__PROBLEM TO SOLVE__: Below you will find a set of lines. Repeat them all exactly.

__Stored data entries__:
//! # Record Stream Boundary
//!
//! The envelope wraps an opaque, ordered stream of records. This module owns
//! only the framing: each record travels as a 4-byte big-endian length followed
//! by that many bytes. What a record *means* belongs to the caller.
//!
//! - [`RecordSource`] feeds export; any `Iterator<Item = Vec<u8>>` is one.
//! - [`RecordSink`] receives records on import. It is transactional: records
//!   delivered before [`commit`](RecordSink::commit) are unverified and
//!   [`abort`](RecordSink::abort) must roll them back.
//! - [`QuarantineSink`] adapts a sink that cannot roll back by holding every
//!   record in memory until the import is fully authenticated.

use crate::consts::RECORD_LEN_PREFIX;
use crate::error::{BackupError, Pass, Stage};
use std::io::{self, Read};

/// Producer of serialized backup records.
pub trait RecordSource {
    /// Next record, or `None` once the stream is exhausted.
    fn next_record(&mut self) -> Result<Option<Vec<u8>>, BackupError>;
}

impl<I> RecordSource for I
where
    I: Iterator<Item = Vec<u8>>,
{
    fn next_record(&mut self) -> Result<Option<Vec<u8>>, BackupError> {
        Ok(self.next())
    }
}

/// Transactional consumer of decrypted records.
pub trait RecordSink {
    /// Accept one record. The import has not been re-authenticated yet.
    fn write_record(&mut self, record: &[u8]) -> Result<(), BackupError>;

    /// Called once, only after the pass-2 MAC check succeeded.
    fn commit(&mut self) -> Result<(), BackupError>;

    /// Called once if the import fails after records may have been written.
    fn abort(&mut self);
}

/// Collects records in memory; `abort` clears them.
impl RecordSink for Vec<Vec<u8>> {
    fn write_record(&mut self, record: &[u8]) -> Result<(), BackupError> {
        self.push(record.to_vec());
        Ok(())
    }

    fn commit(&mut self) -> Result<(), BackupError> {
        Ok(())
    }

    fn abort(&mut self) {
        self.clear();
    }
}

/// Buffers records until the import is authenticated, then replays them into
/// the inner sink. The inner sink never sees unverified output.
///
/// Memory grows with the backup, so use it only where rollback is impossible.
#[derive(Debug)]
pub struct QuarantineSink<S> {
    inner: S,
    held: Vec<Vec<u8>>,
    held_bytes: usize,
}

impl<S: RecordSink> QuarantineSink<S> {
    pub fn new(inner: S) -> Self {
        Self {
            inner,
            held: Vec::new(),
            held_bytes: 0,
        }
    }

    /// Records waiting for verification.
    pub fn pending(&self) -> usize {
        self.held.len()
    }

    pub fn pending_bytes(&self) -> usize {
        self.held_bytes
    }

    pub fn get_ref(&self) -> &S {
        &self.inner
    }

    pub fn into_inner(self) -> S {
        self.inner
    }
}

impl<S: RecordSink> RecordSink for QuarantineSink<S> {
    fn write_record(&mut self, record: &[u8]) -> Result<(), BackupError> {
        self.held_bytes += record.len();
        self.held.push(record.to_vec());
        Ok(())
    }

    /// On error the inner sink is left for the caller's single `abort`.
    fn commit(&mut self) -> Result<(), BackupError> {
        self.held_bytes = 0;
        for record in self.held.drain(..) {
            self.inner.write_record(&record)?;
        }
        self.inner.commit()
    }

    fn abort(&mut self) {
        self.held.clear();
        self.held_bytes = 0;
        self.inner.abort();
    }
}

/// Export-side framing: turns a [`RecordSource`] into a byte stream.
pub struct FramedRecords<S> {
    source: S,
    max_record_len: u32,
    frame: Vec<u8>,
    pos: usize,
    records: u64,
    framed_len: u64,
    done: bool,
}

impl<S: RecordSource> FramedRecords<S> {
    pub fn new(source: S, max_record_len: u32) -> Self {
        Self {
            source,
            max_record_len,
            frame: Vec::new(),
            pos: 0,
            records: 0,
            framed_len: 0,
            done: false,
        }
    }

    pub fn records(&self) -> u64 {
        self.records
    }

    /// Total framed bytes produced (prefixes included).
    pub fn framed_len(&self) -> u64 {
        self.framed_len
    }

    fn load_next(&mut self) -> Result<(), BackupError> {
        self.frame.clear();
        self.pos = 0;
        let Some(record) = self.source.next_record()? else {
            self.done = true;
            return Ok(());
        };
        let len = u32::try_from(record.len())
            .ok()
            .filter(|&len| len <= self.max_record_len)
            .ok_or_else(|| BackupError::MalformedContainer {
                pass: Pass::Export,
                stage: Stage::Records,
                reason: format!(
                    "record {} is {} bytes, limit is {}",
                    self.records,
                    record.len(),
                    self.max_record_len
                ),
            })?;
        self.frame.reserve(RECORD_LEN_PREFIX + record.len());
        self.frame.extend_from_slice(&len.to_be_bytes());
        self.frame.extend_from_slice(&record);
        self.records += 1;
        Ok(())
    }
}

impl<S: RecordSource> Read for FramedRecords<S> {
    fn read(&mut self, buf: &mut [u8]) -> io::Result<usize> {
        while self.pos == self.frame.len() {
            if self.done || buf.is_empty() {
                return Ok(0);
            }
            self.load_next().map_err(BackupError::into_io)?;
        }
        let n = (self.frame.len() - self.pos).min(buf.len());
        buf[..n].copy_from_slice(&self.frame[self.pos..self.pos + n]);
        self.pos += n;
        self.framed_len += n as u64;
        Ok(n)
    }
}

/// Import-side framing: split `reader` into records and hand them to `sink`.
///
/// `reader` is the gzip decoder, so errors it raises on its own are reported
/// as a malformed compression container. Returns the number of records.
pub fn read_records<R, S>(
    reader: &mut R,
    sink: &mut S,
    max_record_len: u32,
    pass: Pass,
) -> Result<u64, BackupError>
where
    R: Read + ?Sized,
    S: RecordSink + ?Sized,
{
    let mut count = 0u64;
    let mut record = Vec::new();

    loop {
        let mut prefix = [0u8; RECORD_LEN_PREFIX];
        let got = crate::utils::read_full(reader, &mut prefix)
            .map_err(|e| BackupError::from_decompress_io(e, pass))?;
        if got == 0 {
            return Ok(count);
        }
        if got < RECORD_LEN_PREFIX {
            return Err(malformed_records(
                pass,
                format!("stream ends inside the length prefix of record {count}"),
            ));
        }

        let len = u32::from_be_bytes(prefix);
        if len > max_record_len {
            return Err(malformed_records(
                pass,
                format!("record {count} claims {len} bytes, limit is {max_record_len}"),
            ));
        }

        record.resize(len as usize, 0);
        let got = crate::utils::read_full(reader, &mut record)
            .map_err(|e| BackupError::from_decompress_io(e, pass))?;
        if got < record.len() {
            return Err(malformed_records(
                pass,
                format!("record {count} truncated after {got} of {len} bytes"),
            ));
        }

        sink.write_record(&record)?;
        count += 1;
    }
}

fn malformed_records(pass: Pass, reason: String) -> BackupError {
    BackupError::MalformedContainer {
        pass,
        stage: Stage::Records,
        reason,
    }
}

__OUTPUT__:
//! # Record Stream Boundary
//!
//! The envelope wraps an opaque, ordered stream of records. This module owns
//! only the framing: each record travels as a 4-byte big-endian length followed
//! by that many bytes. What a record *means* belongs to the caller.
//!
//! - [`RecordSource`] feeds export; any `Iterator<Item = Vec<u8>>` is one.
//! - [`RecordSink`] receives records on import. It is transactional: records
//!   delivered before [`commit`](RecordSink::commit) are unverified and
//!   [`abort`](RecordSink::abort) must roll them back.
//! - [`QuarantineSink`] adapts a sink that cannot roll back by holding every
//!   record in memory until the import is fully authenticated.

use crate::consts::RECORD_LEN_PREFIX;
use crate::error::{BackupError, Pass, Stage};
use std::io::{self, Read};

/// Producer of serialized backup records.
pub trait RecordSource {
    /// Next record, or `None` once the stream is exhausted.
    fn next_record(&mut self) -> Result<Option<Vec<u8>>, BackupError>;
}

impl<I> RecordSource for I
where
    I: Iterator<Item = Vec<u8>>,
{
    fn next_record(&mut self) -> Result<Option<Vec<u8>>, BackupError> {
        Ok(self.next())
    }
}

/// Transactional consumer of decrypted records.
pub trait RecordSink {
    /// Accept one record. The import has not been re-authenticated yet.
    fn write_record(&mut self, record: &[u8]) -> Result<(), BackupError>;

    /// Called once, only after the pass-2 MAC check succeeded.
    fn commit(&mut self) -> Result<(), BackupError>;

    /// Called once if the import fails after records may have been written.
    fn abort(&mut self);
}

/// Collects records in memory; `abort` clears them.
impl RecordSink for Vec<Vec<u8>> {
    fn write_record(&mut self, record: &[u8]) -> Result<(), BackupError> {
        self.push(record.to_vec());
        Ok(())
    }

    fn commit(&mut self) -> Result<(), BackupError> {
        Ok(())
    }

    fn abort(&mut self) {
        self.clear();
    }
}

/// Buffers records until the import is authenticated, then replays them into
/// the inner sink. The inner sink never sees unverified output.
///
/// Memory grows with the backup, so use it only where rollback is impossible.
#[derive(Debug)]
pub struct QuarantineSink<S> {
    inner: S,
    held: Vec<Vec<u8>>,
    held_bytes: usize,
}

impl<S: RecordSink> QuarantineSink<S> {
    pub fn new(inner: S) -> Self {
        Self {
            inner,
            held: Vec::new(),
            held_bytes: 0,
        }
    }

    /// Records waiting for verification.
    pub fn pending(&self) -> usize {
        self.held.len()
    }

    pub fn pending_bytes(&self) -> usize {
        self.held_bytes
    }

    pub fn get_ref(&self) -> &S {
        &self.inner
    }

    pub fn into_inner(self) -> S {
        self.inner
    }
}

impl<S: RecordSink> RecordSink for QuarantineSink<S> {
    fn write_record(&mut self, record: &[u8]) -> Result<(), BackupError> {
        self.held_bytes += record.len();
        self.held.push(record.to_vec());
        Ok(())
    }

    /// On error the inner sink is left for the caller's single `abort`.
    fn commit(&mut self) -> Result<(), BackupError> {
        self.held_bytes = 0;
        for record in self.held.drain(..) {
            self.inner.write_record(&record)?;
        }
        self.inner.commit()
    }

    fn abort(&mut self) {
        self.held.clear();
        self.held_bytes = 0;
        self.inner.abort();
    }
}

/// Export-side framing: turns a [`RecordSource`] into a byte stream.
pub struct FramedRecords<S> {
    source: S,
    max_record_len: u32,
    frame: Vec<u8>,
    pos: usize,
    records: u64,
    framed_len: u64,
    done: bool,
}

impl<S: RecordSource> FramedRecords<S> {
    pub fn new(source: S, max_record_len: u32) -> Self {
        Self {
            source,
            max_record_len,
            frame: Vec::new(),
            pos: 0,
            records: 0,
            framed_len: 0,
            done: false,
        }
    }

    pub fn records(&self) -> u64 {
        self.records
    }

    /// Total framed bytes produced (prefixes included).
    pub fn framed_len(&self) -> u64 {
        self.framed_len
    }

    fn load_next(&mut self) -> Result<(), BackupError> {
        self.frame.clear();
        self.pos = 0;
        let Some(record) = self.source.next_record()? else {
            self.done = true;
            return Ok(());
        };
        let len = u32::try_from(record.len())
            .ok()
            .filter(|&len| len <= self.max_record_len)
            .ok_or_else(|| BackupError::MalformedContainer {
                pass: Pass::Export,
                stage: Stage::Records,
                reason: format!(
                    "record {} is {} bytes, limit is {}",
                    self.records,
                    record.len(),
                    self.max_record_len
                ),
            })?;
        self.frame.reserve(RECORD_LEN_PREFIX + record.len());
        self.frame.extend_from_slice(&len.to_be_bytes());
        self.frame.extend_from_slice(&record);
        self.records += 1;
        Ok(())
    }
}

impl<S: RecordSource> Read for FramedRecords<S> {
    fn read(&mut self, buf: &mut [u8]) -> io::Result<usize> {
        while self.pos == self.frame.len() {
            if self.done || buf.is_empty() {
                return Ok(0);
            }
            self.load_next().map_err(BackupError::into_io)?;
        }
        let n = (self.frame.len() - self.pos).min(buf.len());
        buf[..n].copy_from_slice(&self.frame[self.pos..self.pos + n]);
        self.pos += n;
        self.framed_len += n as u64;
        Ok(n)
    }
}

/// Import-side framing: split `reader` into records and hand them to `sink`.
///
/// `reader` is the gzip decoder, so errors it raises on its own are reported
/// as a malformed compression container. Returns the number of records.
pub fn read_records<R, S>(
    reader: &mut R,
    sink: &mut S,
    max_record_len: u32,
    pass: Pass,
) -> Result<u64, BackupError>
where
    R: Read + ?Sized,
    S: RecordSink + ?Sized,
{
    let mut count = 0u64;
    let mut record = Vec::new();

    loop {
        let mut prefix = [0u8; RECORD_LEN_PREFIX];
        let got = crate::utils::read_full(reader, &mut prefix)
            .map_err(|e| BackupError::from_decompress_io(e, pass))?;
        if got == 0 {
            return Ok(count);
        }
        if got < RECORD_LEN_PREFIX {
            return Err(malformed_records(
                pass,
                format!("stream ends inside the length prefix of record {count}"),
            ));
        }

        let len = u32::from_be_bytes(prefix);
        if len > max_record_len {
            return Err(malformed_records(
                pass,
                format!("record {count} claims {len} bytes, limit is {max_record_len}"),
            ));
        }

        record.resize(len as usize, 0);
        let got = crate::utils::read_full(reader, &mut record)
            .map_err(|e| BackupError::from_decompress_io(e, pass))?;
        if got < record.len() {
            return Err(malformed_records(
                pass,
                format!("record {count} truncated after {got} of {len} bytes"),
            ));
        }

        sink.write_record(&record)?;
        count += 1;
    }
}

fn malformed_records(pass: Pass, reason: String) -> BackupError {
    BackupError::MalformedContainer {
        pass,
        stage: Stage::Records,
        reason,
    }
}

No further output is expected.